> **Exercise goal**: Start at the line in the entries below that contains "filename ui/src/ladder/detail.rs", stop at the line that contains "a character to", and output exactly the lines in that span, both ends included.

> **Data excerpts**:
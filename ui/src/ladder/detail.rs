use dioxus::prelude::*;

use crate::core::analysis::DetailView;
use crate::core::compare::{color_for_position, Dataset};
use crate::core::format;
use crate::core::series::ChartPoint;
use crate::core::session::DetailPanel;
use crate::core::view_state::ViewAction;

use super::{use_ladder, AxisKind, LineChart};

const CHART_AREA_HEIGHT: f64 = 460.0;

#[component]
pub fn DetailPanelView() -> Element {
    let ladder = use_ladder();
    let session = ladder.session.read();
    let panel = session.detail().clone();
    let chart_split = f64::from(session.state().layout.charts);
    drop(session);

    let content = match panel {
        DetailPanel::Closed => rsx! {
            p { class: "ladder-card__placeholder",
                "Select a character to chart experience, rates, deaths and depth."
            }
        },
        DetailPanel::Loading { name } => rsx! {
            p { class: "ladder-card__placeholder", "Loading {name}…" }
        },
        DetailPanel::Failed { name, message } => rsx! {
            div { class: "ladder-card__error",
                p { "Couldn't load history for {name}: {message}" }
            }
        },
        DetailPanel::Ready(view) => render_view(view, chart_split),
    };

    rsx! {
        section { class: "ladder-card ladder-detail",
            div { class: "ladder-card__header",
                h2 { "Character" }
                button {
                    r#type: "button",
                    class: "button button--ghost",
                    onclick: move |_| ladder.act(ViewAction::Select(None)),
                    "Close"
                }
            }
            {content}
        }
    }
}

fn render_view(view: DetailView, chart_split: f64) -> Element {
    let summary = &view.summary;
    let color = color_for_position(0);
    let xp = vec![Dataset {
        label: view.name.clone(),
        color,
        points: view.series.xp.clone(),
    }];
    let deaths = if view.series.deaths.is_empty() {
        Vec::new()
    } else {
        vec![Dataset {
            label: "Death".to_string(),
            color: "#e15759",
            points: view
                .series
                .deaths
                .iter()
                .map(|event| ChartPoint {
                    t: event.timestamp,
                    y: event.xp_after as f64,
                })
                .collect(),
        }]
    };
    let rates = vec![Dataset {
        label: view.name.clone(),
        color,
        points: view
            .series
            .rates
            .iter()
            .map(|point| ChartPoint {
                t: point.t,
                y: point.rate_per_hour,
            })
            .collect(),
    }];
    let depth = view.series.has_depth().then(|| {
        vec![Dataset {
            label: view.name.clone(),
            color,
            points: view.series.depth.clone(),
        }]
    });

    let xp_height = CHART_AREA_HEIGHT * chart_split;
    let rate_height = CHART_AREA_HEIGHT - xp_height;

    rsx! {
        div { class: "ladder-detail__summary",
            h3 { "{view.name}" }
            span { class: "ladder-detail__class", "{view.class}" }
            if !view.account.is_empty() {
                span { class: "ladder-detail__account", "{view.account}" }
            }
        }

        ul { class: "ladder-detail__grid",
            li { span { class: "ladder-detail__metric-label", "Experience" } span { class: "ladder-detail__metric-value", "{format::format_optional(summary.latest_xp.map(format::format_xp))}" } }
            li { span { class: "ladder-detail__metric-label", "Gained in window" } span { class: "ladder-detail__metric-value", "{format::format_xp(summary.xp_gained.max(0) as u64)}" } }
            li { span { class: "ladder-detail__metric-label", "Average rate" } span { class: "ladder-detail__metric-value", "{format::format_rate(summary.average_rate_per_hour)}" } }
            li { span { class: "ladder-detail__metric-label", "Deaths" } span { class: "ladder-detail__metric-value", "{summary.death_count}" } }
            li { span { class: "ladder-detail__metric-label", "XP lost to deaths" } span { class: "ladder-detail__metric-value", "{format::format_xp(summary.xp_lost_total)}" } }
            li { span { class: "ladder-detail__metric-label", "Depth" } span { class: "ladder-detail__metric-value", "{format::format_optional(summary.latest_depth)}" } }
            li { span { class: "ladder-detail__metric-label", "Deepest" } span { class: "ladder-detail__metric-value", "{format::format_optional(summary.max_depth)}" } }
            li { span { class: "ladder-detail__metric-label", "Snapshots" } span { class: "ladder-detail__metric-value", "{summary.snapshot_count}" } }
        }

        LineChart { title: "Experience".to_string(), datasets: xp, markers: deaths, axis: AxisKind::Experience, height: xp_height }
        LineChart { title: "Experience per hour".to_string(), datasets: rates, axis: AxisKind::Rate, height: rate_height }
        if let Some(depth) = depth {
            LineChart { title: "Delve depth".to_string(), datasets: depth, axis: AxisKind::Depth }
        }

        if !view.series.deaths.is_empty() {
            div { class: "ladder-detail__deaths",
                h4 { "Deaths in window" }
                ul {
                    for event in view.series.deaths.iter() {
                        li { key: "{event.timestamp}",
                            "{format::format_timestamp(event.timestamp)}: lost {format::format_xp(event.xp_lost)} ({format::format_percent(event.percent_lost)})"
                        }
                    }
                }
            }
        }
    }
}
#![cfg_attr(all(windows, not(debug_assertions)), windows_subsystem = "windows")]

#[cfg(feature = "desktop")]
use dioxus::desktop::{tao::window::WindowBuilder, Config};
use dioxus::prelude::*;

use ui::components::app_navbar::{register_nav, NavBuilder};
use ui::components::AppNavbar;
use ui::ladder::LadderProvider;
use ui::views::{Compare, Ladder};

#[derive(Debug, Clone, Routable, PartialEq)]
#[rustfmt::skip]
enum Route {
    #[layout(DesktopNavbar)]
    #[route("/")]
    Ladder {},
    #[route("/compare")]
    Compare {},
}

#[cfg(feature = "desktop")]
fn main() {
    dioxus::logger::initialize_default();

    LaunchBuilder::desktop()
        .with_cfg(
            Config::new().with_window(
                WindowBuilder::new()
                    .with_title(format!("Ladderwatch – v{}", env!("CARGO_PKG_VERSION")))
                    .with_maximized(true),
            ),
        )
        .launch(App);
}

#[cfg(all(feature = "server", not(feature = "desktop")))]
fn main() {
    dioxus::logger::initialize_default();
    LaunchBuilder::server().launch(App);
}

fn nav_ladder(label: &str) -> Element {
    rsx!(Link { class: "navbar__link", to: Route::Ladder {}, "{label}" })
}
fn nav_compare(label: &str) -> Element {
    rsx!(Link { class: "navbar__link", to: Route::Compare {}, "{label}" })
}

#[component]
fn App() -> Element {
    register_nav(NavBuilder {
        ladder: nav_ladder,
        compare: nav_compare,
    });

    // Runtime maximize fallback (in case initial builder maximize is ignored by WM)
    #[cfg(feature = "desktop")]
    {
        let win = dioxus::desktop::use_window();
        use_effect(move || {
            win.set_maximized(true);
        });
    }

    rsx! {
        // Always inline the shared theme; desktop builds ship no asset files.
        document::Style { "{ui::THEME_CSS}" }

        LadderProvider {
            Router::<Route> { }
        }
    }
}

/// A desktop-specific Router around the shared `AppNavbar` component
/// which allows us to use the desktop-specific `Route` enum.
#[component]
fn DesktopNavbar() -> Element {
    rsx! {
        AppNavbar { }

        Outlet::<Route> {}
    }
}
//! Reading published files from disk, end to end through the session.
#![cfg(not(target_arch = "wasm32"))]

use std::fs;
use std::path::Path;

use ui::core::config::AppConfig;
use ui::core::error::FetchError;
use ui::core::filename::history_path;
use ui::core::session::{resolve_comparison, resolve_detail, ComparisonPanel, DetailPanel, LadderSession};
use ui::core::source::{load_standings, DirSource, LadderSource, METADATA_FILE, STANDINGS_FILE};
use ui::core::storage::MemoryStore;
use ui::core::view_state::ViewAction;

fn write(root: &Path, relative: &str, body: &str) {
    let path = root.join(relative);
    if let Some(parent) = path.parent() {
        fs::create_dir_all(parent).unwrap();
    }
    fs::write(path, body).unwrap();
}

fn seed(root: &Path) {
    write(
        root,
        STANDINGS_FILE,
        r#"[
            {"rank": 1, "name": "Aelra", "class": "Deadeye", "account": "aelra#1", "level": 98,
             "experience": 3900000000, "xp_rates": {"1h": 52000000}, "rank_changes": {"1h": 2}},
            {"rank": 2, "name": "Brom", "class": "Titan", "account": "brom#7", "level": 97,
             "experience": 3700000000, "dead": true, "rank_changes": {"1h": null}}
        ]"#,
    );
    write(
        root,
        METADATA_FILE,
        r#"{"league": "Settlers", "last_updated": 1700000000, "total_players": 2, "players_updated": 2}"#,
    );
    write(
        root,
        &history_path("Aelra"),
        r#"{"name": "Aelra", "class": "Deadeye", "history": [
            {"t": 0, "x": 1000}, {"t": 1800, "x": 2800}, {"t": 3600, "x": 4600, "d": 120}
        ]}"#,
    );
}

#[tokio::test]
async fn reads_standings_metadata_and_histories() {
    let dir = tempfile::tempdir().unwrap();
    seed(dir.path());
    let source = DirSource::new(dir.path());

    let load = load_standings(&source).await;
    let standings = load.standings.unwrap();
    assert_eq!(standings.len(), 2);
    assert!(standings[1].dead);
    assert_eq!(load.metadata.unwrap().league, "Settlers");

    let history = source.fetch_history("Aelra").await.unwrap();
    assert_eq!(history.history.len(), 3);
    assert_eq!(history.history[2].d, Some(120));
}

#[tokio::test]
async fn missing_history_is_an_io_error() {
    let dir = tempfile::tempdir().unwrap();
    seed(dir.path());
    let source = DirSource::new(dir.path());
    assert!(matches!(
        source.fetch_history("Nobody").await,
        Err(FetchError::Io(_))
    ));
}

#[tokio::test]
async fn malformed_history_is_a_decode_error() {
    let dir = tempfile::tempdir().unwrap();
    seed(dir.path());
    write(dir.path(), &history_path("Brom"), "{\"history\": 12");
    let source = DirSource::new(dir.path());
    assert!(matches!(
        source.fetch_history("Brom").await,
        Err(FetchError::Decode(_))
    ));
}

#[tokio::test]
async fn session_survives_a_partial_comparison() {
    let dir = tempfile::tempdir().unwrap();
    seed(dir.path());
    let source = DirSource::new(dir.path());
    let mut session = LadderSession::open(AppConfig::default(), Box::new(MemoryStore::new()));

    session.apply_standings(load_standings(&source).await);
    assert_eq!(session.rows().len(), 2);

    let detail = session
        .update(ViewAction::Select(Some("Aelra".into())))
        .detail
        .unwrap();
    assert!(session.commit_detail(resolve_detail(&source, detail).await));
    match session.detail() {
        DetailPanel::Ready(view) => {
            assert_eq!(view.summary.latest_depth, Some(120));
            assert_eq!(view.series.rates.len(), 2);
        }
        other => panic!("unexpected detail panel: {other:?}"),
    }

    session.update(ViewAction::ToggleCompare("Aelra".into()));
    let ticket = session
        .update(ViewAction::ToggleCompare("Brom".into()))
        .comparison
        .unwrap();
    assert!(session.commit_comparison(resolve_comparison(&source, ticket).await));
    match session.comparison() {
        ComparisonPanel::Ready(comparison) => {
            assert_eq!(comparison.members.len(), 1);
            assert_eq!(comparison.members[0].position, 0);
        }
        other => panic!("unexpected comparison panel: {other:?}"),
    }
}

--

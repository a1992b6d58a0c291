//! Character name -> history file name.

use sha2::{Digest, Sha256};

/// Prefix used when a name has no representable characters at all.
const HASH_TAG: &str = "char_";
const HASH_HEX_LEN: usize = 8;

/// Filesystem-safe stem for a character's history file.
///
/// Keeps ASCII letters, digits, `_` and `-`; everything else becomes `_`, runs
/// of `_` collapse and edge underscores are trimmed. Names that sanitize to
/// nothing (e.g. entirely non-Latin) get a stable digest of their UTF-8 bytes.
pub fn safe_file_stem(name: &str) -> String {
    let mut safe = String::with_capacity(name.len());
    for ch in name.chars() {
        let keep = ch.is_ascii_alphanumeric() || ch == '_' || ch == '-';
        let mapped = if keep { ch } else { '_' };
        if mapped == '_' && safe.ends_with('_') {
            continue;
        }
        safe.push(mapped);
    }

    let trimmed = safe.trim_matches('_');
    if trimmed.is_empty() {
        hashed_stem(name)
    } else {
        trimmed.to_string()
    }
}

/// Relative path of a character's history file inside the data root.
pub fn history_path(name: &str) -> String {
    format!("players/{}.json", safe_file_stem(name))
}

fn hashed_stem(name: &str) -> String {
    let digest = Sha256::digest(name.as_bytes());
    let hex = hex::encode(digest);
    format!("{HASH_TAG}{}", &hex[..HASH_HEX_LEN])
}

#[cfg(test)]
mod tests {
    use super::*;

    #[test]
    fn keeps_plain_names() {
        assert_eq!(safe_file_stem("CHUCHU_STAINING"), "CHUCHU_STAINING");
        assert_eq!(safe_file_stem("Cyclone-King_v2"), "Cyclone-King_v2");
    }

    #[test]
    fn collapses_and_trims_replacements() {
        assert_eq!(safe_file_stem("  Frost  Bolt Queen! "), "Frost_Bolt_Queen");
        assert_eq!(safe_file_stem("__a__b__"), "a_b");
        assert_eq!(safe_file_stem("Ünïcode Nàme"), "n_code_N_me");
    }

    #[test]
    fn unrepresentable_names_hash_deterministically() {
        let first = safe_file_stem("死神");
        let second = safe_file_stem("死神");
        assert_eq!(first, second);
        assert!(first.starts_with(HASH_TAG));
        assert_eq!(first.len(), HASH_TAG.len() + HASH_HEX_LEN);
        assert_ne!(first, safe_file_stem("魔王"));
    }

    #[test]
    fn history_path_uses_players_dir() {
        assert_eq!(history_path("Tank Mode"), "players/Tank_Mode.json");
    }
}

> **Completed exercise**:
filename ui/src/ladder/detail.rs
use dioxus::prelude::*;

use crate::core::analysis::DetailView;
use crate::core::compare::{color_for_position, Dataset};
use crate::core::format;
use crate::core::series::ChartPoint;
use crate::core::session::DetailPanel;
use crate::core::view_state::ViewAction;

use super::{use_ladder, AxisKind, LineChart};

const CHART_AREA_HEIGHT: f64 = 460.0;

#[component]
pub fn DetailPanelView() -> Element {
    let ladder = use_ladder();
    let session = ladder.session.read();
    let panel = session.detail().clone();
    let chart_split = f64::from(session.state().layout.charts);
    drop(session);

    let content = match panel {
        DetailPanel::Closed => rsx! {
            p { class: "ladder-card__placeholder",
                "Select a character to chart experience, rates, deaths and depth."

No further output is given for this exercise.